Did you know that, in addition to being the tallest and handsomest of trees, Coast Redwoods are also the cleverest? It's true! Let's take a look at one of the many ways these trees are oh so smart...
Reiterations! In botany, reiteration refers to the ability of certain kinds of trees to make clones of themselves *on* themselves - in other words, they're fractal! Coast Redwoods aren't the only trees who reiterate, but they are exceptionally good at it.
Here we have a young Coast Redwood tree with your "basic conifer" shape: a single trunk with horizontal or drooping branches.
As the tree ages, she starts growing reiterations. Unlike the branches, her reiterations grow vertically, parallel to the trunk.
Her reiterations are clones - little copies of herself. She adds more as she grows taller, in response to newly-available sunlight.
Reiterations may grow out of branches or on other reiterations. The tree may also grow stabilizing horizontal branches that connect reiterations to the trunk. Old Coast Redwoods may have dozens or even hundreds of reiterations - the known record is over 700 on a single tree!
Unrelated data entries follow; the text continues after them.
//! Engine configuration loaded from TOML.
//!
//! Every field has a default, so an empty file (or no file at all) yields the
//! stock configuration:
//!
//! ```toml
//! [analysis]
//! language = "english"
//!
//! [headline]
//! start_sel = "<mark>"
//! stop_sel = "</mark>"
//! max_fragments = 100
//! min_words = 25
//! max_words = 50
//! fragment_delimiter = " ... "
//!
//! [pattern]
//! context_words = 25
//! timeout_ms = 5000
//! size_limit = 10485760
//! dfa_size_limit = 2097152
//!
//! [ranking]
//! normalization = 1
//! ```

use crate::error::Result;
use anyhow::{Context, bail};
use rust_stemmers::Algorithm;
use serde::{Deserialize, Serialize};
use std::path::Path;
use std::time::Duration;

/// Top-level engine configuration.
#[derive(Debug, Clone, Default, PartialEq, Eq, Serialize, Deserialize)]
#[serde(default, deny_unknown_fields)]
pub struct EngineConfig {
    pub analysis: AnalysisConfig,
    pub headline: HeadlineConfig,
    pub pattern: PatternConfig,
    pub ranking: RankingConfig,
}

impl EngineConfig {
    /// Parse and validate a configuration from TOML text.
    pub fn from_toml(text: &str) -> Result<Self> {
        let config: Self = toml::from_str(text).context("Failed to parse engine configuration")?;
        config.validate()?;
        Ok(config)
    }

    /// Load a configuration file, falling back to defaults when `path` is `None`.
    pub fn load(path: Option<&Path>) -> Result<Self> {
        let Some(path) = path else {
            return Ok(Self::default());
        };

        let text = std::fs::read_to_string(path)
            .with_context(|| format!("Failed to read config file {}", path.display()))?;
        let config = Self::from_toml(&text)
            .with_context(|| format!("Invalid config file {}", path.display()))?;

        tracing::debug!(path = %path.display(), ?config, "Loaded engine configuration");
        Ok(config)
    }

    /// Reject settings the headline and pattern code cannot honour.
    pub fn validate(&self) -> Result<()> {
        let h = &self.headline;
        if h.min_words == 0 {
            bail!("headline.min_words must be positive");
        }
        if h.min_words >= h.max_words {
            bail!(
                "headline.min_words ({}) must be less than headline.max_words ({})",
                h.min_words,
                h.max_words
            );
        }
        if h.max_fragments == 0 {
            bail!("headline.max_fragments must be positive");
        }
        if h.start_sel.is_empty() || h.stop_sel.is_empty() {
            bail!("headline.start_sel and headline.stop_sel must not be empty");
        }
        if self.pattern.timeout_ms == 0 {
            bail!("pattern.timeout_ms must be positive");
        }
        if self.ranking.normalization & !RankingConfig::KNOWN_FLAGS != 0 {
            bail!(
                "ranking.normalization {} contains unknown flags",
                self.ranking.normalization
            );
        }
        Ok(())
    }
}

/// The single language used for lexical analysis.
#[derive(Debug, Clone, Copy, Default, PartialEq, Eq, Serialize, Deserialize)]
#[serde(rename_all = "lowercase")]
pub enum Language {
    #[default]
    English,
    French,
    German,
    Spanish,
    Italian,
    Portuguese,
    Dutch,
}

impl Language {
    pub(crate) const fn algorithm(self) -> Algorithm {
        match self {
            Self::English => Algorithm::English,
            Self::French => Algorithm::French,
            Self::German => Algorithm::German,
            Self::Spanish => Algorithm::Spanish,
            Self::Italian => Algorithm::Italian,
            Self::Portuguese => Algorithm::Portuguese,
            Self::Dutch => Algorithm::Dutch,
        }
    }
}

#[derive(Debug, Clone, Default, PartialEq, Eq, Serialize, Deserialize)]
#[serde(default, deny_unknown_fields)]
pub struct AnalysisConfig {
    pub language: Language,
}

/// Lexical headline shape. Pattern snippets share the markers and delimiter.
#[derive(Debug, Clone, PartialEq, Eq, Serialize, Deserialize)]
#[serde(default, deny_unknown_fields)]
pub struct HeadlineConfig {
    pub start_sel: String,
    pub stop_sel: String,
    pub max_fragments: usize,
    pub min_words: usize,
    pub max_words: usize,
    pub fragment_delimiter: String,
}

impl Default for HeadlineConfig {
    fn default() -> Self {
        Self {
            start_sel: "<mark>".to_string(),
            stop_sel: "</mark>".to_string(),
            max_fragments: 100,
            min_words: 25,
            max_words: 50,
            fragment_delimiter: " ... ".to_string(),
        }
    }
}

#[derive(Debug, Clone, PartialEq, Eq, Serialize, Deserialize)]
#[serde(default, deny_unknown_fields)]
pub struct PatternConfig {
    /// Whitespace tokens of context captured on each side of a match.
    pub context_words: usize,
    /// Wall-clock budget for one invocation's pattern work.
    pub timeout_ms: u64,
    /// Upper bound on compiled program size, in bytes.
    pub size_limit: usize,
    /// Upper bound on the lazy DFA cache, in bytes.
    pub dfa_size_limit: usize,
}

impl PatternConfig {
    pub fn timeout(&self) -> Duration {
        Duration::from_millis(self.timeout_ms)
    }
}

impl Default for PatternConfig {
    fn default() -> Self {
        Self {
            context_words: 25,
            timeout_ms: 5_000,
            size_limit: 10 * (1 << 20),
            dfa_size_limit: 2 * (1 << 20),
        }
    }
}

#[derive(Debug, Clone, PartialEq, Eq, Serialize, Deserialize)]
#[serde(default, deny_unknown_fields)]
pub struct RankingConfig {
    /// Length normalization bitmask applied to lexical scores.
    pub normalization: u32,
}

impl RankingConfig {
    pub const LOG_LENGTH: u32 = 1;
    pub const LENGTH: u32 = 2;
    pub const UNIQUE_WORDS: u32 = 8;
    pub const LOG_UNIQUE_WORDS: u32 = 16;
    pub const RANK_PLUS_ONE: u32 = 32;
    const KNOWN_FLAGS: u32 = Self::LOG_LENGTH
        | Self::LENGTH
        | Self::UNIQUE_WORDS
        | Self::LOG_UNIQUE_WORDS
        | Self::RANK_PLUS_ONE;
}

impl Default for RankingConfig {
    fn default() -> Self {
        Self {
            normalization: Self::LOG_LENGTH,
        }
    }
}

#[cfg(test)]
mod tests {
    use super::*;
    use assert2::check;
    use rstest::rstest;

    #[test]
    fn test_empty_toml_yields_defaults() {
        let config = EngineConfig::from_toml("").unwrap();
        check!(config == EngineConfig::default());
        check!(config.headline.max_fragments == 100);
        check!(config.headline.min_words == 25);
        check!(config.headline.max_words == 50);
        check!(config.pattern.context_words == 25);
    }

    #[test]
    fn test_partial_sections_keep_other_defaults() {
        let config = EngineConfig::from_toml(
            r#"
            [headline]
            start_sel = "<b>"
            stop_sel = "</b>"

            [pattern]
            timeout_ms = 250
            "#,
        )
        .unwrap();
        check!(config.headline.start_sel == "<b>");
        check!(config.headline.max_words == 50);
        check!(config.pattern.timeout() == Duration::from_millis(250));
        check!(config.analysis.language == Language::English);
    }

    #[rstest]
    #[case("[headline]\nmin_words = 50\nmax_words = 50")]
    #[case("[headline]\nmin_words = 0")]
    #[case("[headline]\nmax_fragments = 0")]
    #[case("[pattern]\ntimeout_ms = 0")]
    #[case("[ranking]\nnormalization = 4")]
    #[case("[analysis]\nlanguage = \"klingon\"")]
    #[case("[unknown]\nfield = 1")]
    fn test_invalid_configs_rejected(#[case] text: &str) {
        check!(EngineConfig::from_toml(text).is_err());
    }

    #[test]
    fn test_load_without_path_is_default() {
        check!(EngineConfig::load(None).unwrap() == EngineConfig::default());
    }

    #[test]
    fn test_load_from_file() {
        let dir = tempfile::tempdir().unwrap();
        let path = dir.path().join("engine.toml");
        std::fs::write(&path, "[analysis]\nlanguage = \"german\"\n").unwrap();
        let config = EngineConfig::load(Some(&path)).unwrap();
        check!(config.analysis.language == Language::German);
    }
}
Reiterations in the canopy can be difficult to see and even more difficult to photograph, since they're often obscured by surrounding branches and foliage. This Coast Redwood at #RoysRedwoods has a reiteration with a stabilizing branch connected to the trunk.
Sometimes the crown of a Coast Redwood trunk breaks, and the tree grows a new reiteration from just below the break.
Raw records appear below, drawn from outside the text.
//! Headline generation: highlighted fragments of a version's body around its matches.
//!
//! Lexical headlines are built from analyzed words and grouped into bounded
//! fragments; pattern snippets capture whitespace-token context around each raw
//! match. Both escape the body text so the highlight markers are the only markup.

mod clean;
mod lexical;
mod pattern;

pub use clean::clean_headline;
pub(crate) use lexical::lexical_headline;
pub(crate) use pattern::pattern_headline;

use crate::config::HeadlineConfig;

/// Appends `text` with `&`, `<` and `>` escaped.
fn push_escaped(out: &mut String, text: &str) {
    for c in text.chars() {
        match c {
            '&' => out.push_str("&amp;"),
            '<' => out.push_str("&lt;"),
            '>' => out.push_str("&gt;"),
            _ => out.push(c),
        }
    }
}

/// Appends `text` wrapped in the configured highlight markers.
fn push_marked(out: &mut String, text: &str, options: &HeadlineConfig) {
    out.push_str(&options.start_sel);
    push_escaped(out, text);
    out.push_str(&options.stop_sel);
}
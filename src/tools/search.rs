//! The `search` tool: ranked, paginated rows with headlines.

use crate::error::SearchError;
use crate::format::format_search_results;
use crate::search::SearchMode;
use crate::types::{PageRequest, SearchQuery, SearchResult};
use rmcp::schemars;
use serde::Deserialize;
use std::sync::Arc;
use tokio_util::sync::CancellationToken;

use super::{SharedEngine, parse_mode};

#[derive(Debug, Deserialize, schemars::JsonSchema)]
pub struct SearchRequest {
    /// Query text
    pub query: String,
    /// Matching mode: phrase, simple, plain, normal, string or regex (default: simple)
    #[serde(default)]
    pub mode: Option<String>,
    /// Match case exactly; only applies to the string and regex modes (default: false)
    #[serde(default)]
    pub case_sensitive: bool,
    /// Zero-indexed page of documents; pagination applies only together with page_size
    #[serde(default)]
    pub page: Option<i64>,
    /// Documents per page
    #[serde(default)]
    pub page_size: Option<i64>,
}

impl SearchRequest {
    pub fn to_query(&self) -> Result<SearchQuery, SearchError> {
        let mode = parse_mode(self.mode.as_deref(), SearchMode::Simple)?;
        Ok(SearchQuery::new(self.query.clone(), mode).case_sensitive(self.case_sensitive))
    }

    pub const fn page_request(&self) -> PageRequest {
        PageRequest {
            page: self.page,
            page_size: self.page_size,
        }
    }
}

/// Run a search on a blocking worker and render the page.
///
/// Dropping the returned future (for instance when the client cancels the
/// request) cancels the search.
pub async fn handle_search(engine: &SharedEngine, request: SearchRequest) -> Result<String, String> {
    let query = request.to_query().map_err(|e| e.to_string())?;
    let page = request.page_request();

    let cancel = CancellationToken::new();
    let _guard = cancel.clone().drop_guard();
    let engine = Arc::clone(engine);

    tokio::task::spawn_blocking(move || {
        let stream = engine.search_with_cancel(&query, page, cancel)?;
        let total_documents = stream.total_documents();
        let rows: Vec<SearchResult> = stream.collect();
        Ok::<_, SearchError>(format_search_results(&query, &rows, total_documents, page))
    })
    .await
    .map_err(|e| format!("Search task failed: {}", e))?
    .map_err(|e| e.to_string())
}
Here are a couple of trees at #RoysRedwoods that have broken and are growing a new crown from a reiteration.
What if the trunk doesn't break, but the whole tree falls over? Coast Redwoods can keep on keepin' on by growing new reiterations vertically from the trunk!
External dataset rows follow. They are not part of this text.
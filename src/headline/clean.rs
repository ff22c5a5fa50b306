//! Sanitation of rendered headlines for presentation surfaces.

/// The only element kept by [`clean_headline`].
const HIGHLIGHT_TAG: &str = "mark";

#[derive(Debug, Clone, PartialEq, Eq)]
enum Node {
    Text(String),
    Element {
        name: String,
        open_tag: String,
        children: Vec<Node>,
    },
}

impl Node {
    fn is_blank(&self) -> bool {
        match self {
            Self::Text(text) => text.trim().is_empty(),
            Self::Element { children, .. } => children.iter().all(Self::is_blank),
        }
    }
}

/// Normalizes a headline fragment.
///
/// Leading and trailing whitespace-only nodes are dropped, every element other than
/// `<mark>` is unwrapped (or replaced by a single space when it holds no text), and
/// runs of whitespace collapse to one space. An empty headline stays empty.
pub fn clean_headline(headline: &str) -> String {
    let mut nodes = parse(headline);

    let leading = nodes.iter().take_while(|n| n.is_blank()).count();
    nodes.drain(..leading);
    while nodes.last().is_some_and(Node::is_blank) {
        nodes.pop();
    }

    let mut html = String::new();
    for node in unwrap_extraneous(nodes) {
        serialize(&node, &mut html);
    }

    html.split_whitespace().collect::<Vec<_>>().join(" ")
}

fn unwrap_extraneous(nodes: Vec<Node>) -> Vec<Node> {
    let mut out = Vec::with_capacity(nodes.len());
    for node in nodes {
        match node {
            Node::Element {
                name,
                open_tag,
                children,
            } if name == HIGHLIGHT_TAG => out.push(Node::Element {
                name,
                open_tag,
                children: unwrap_extraneous(children),
            }),
            element @ Node::Element { .. } if element.is_blank() => {
                out.push(Node::Text(" ".to_string()));
            }
            Node::Element { children, .. } => out.extend(unwrap_extraneous(children)),
            text @ Node::Text(_) => out.push(text),
        }
    }
    out
}

fn serialize(node: &Node, out: &mut String) {
    match node {
        Node::Text(text) => out.push_str(text),
        Node::Element {
            name,
            open_tag,
            children,
        } => {
            out.push_str(open_tag);
            for child in children {
                serialize(child, out);
            }
            out.push_str("</");
            out.push_str(name);
            out.push('>');
        }
    }
}

enum Tag<'a> {
    Open { name: String, raw: &'a str, self_closing: bool },
    Close { name: String },
}

/// Lenient fragment parser: unmatched closing tags are dropped, unclosed elements
/// close at the end of input, and a `<` that does not start a tag is text.
fn parse(html: &str) -> Vec<Node> {
    // Each frame holds an open element's name, raw opening tag and children so far.
    let mut stack: Vec<(String, String, Vec<Node>)> = vec![(String::new(), String::new(), vec![])];
    let mut rest = html;

    while !rest.is_empty() {
        let Some(lt) = rest.find('<') else {
            push_text(&mut stack, rest);
            break;
        };
        push_text(&mut stack, &rest[..lt]);
        rest = &rest[lt..];

        let Some((tag, len)) = scan_tag(rest) else {
            push_text(&mut stack, "<");
            rest = &rest[1..];
            continue;
        };
        rest = &rest[len..];

        match tag {
            Tag::Open {
                name,
                raw,
                self_closing,
            } => {
                if self_closing || is_void(&name) {
                    push_node(
                        &mut stack,
                        Node::Element {
                            name,
                            open_tag: raw.to_string(),
                            children: vec![],
                        },
                    );
                } else {
                    stack.push((name, raw.to_string(), vec![]));
                }
            }
            Tag::Close { name } => {
                let Some(depth) = stack.iter().skip(1).rposition(|(open, _, _)| *open == name) else {
                    continue;
                };
                while stack.len() > depth + 1 {
                    close_top(&mut stack);
                }
            }
        }
    }

    while stack.len() > 1 {
        close_top(&mut stack);
    }
    stack.pop().map(|(_, _, nodes)| nodes).unwrap_or_default()
}

fn push_text(stack: &mut [(String, String, Vec<Node>)], text: &str) {
    if text.is_empty() {
        return;
    }
    if let Some((_, _, children)) = stack.last_mut() {
        if let Some(Node::Text(last)) = children.last_mut() {
            last.push_str(text);
        } else {
            children.push(Node::Text(text.to_string()));
        }
    }
}

fn push_node(stack: &mut [(String, String, Vec<Node>)], node: Node) {
    if let Some((_, _, children)) = stack.last_mut() {
        children.push(node);
    }
}

fn close_top(stack: &mut Vec<(String, String, Vec<Node>)>) {
    if let Some((name, open_tag, children)) = stack.pop() {
        push_node(
            stack,
            Node::Element {
                name,
                open_tag,
                children,
            },
        );
    }
}

/// Recognizes `<name ...>`, `<name .../>` and `</name>` at the start of `input`.
fn scan_tag(input: &str) -> Option<(Tag<'_>, usize)> {
    let end = input.find('>')?;
    let raw = &input[..=end];
    let inner = &raw[1..raw.len() - 1];

    let (closing, inner) = match inner.strip_prefix('/') {
        Some(stripped) => (true, stripped),
        None => (false, inner),
    };
    if !inner.starts_with(|c: char| c.is_ascii_alphabetic()) {
        return None;
    }
    let name: String = inner
        .chars()
        .take_while(|c| c.is_ascii_alphanumeric() || *c == '-')
        .collect::<String>()
        .to_ascii_lowercase();

    let tag = if closing {
        Tag::Close { name }
    } else {
        Tag::Open {
            name,
            raw,
            self_closing: inner.trim_end().ends_with('/'),
        }
    };
    Some((tag, raw.len()))
}

fn is_void(name: &str) -> bool {
    matches!(name, "br" | "hr" | "img" | "wbr" | "input" | "meta" | "link")
}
That's the case with this tree at #RoysRedwoods, which is growing three new trunks from the old one that was knocked down in a storm. Coast Redwoods are so good at this, they can sprout a new trunk from just a fallen branch (as long as it's lodged in the soil.)
Over time, as leaf litter and silt accumulate, the ground level rises to the base of the new trunks, covering the old one. Less-healthy trunks die back, and the thriving reiterations grow their own root systems.
Coast Redwoods can also sprout new trunks from a special structure called a lignotuber or basal burl/burr...but that's a story for next time. 💚
I found a couple more photos of a fallen Coast Redwood growing reiterated trunks - one of them a couple feet over a creek bed! This is Middle Lagunitas Creek, just south of Lake Lagunitas.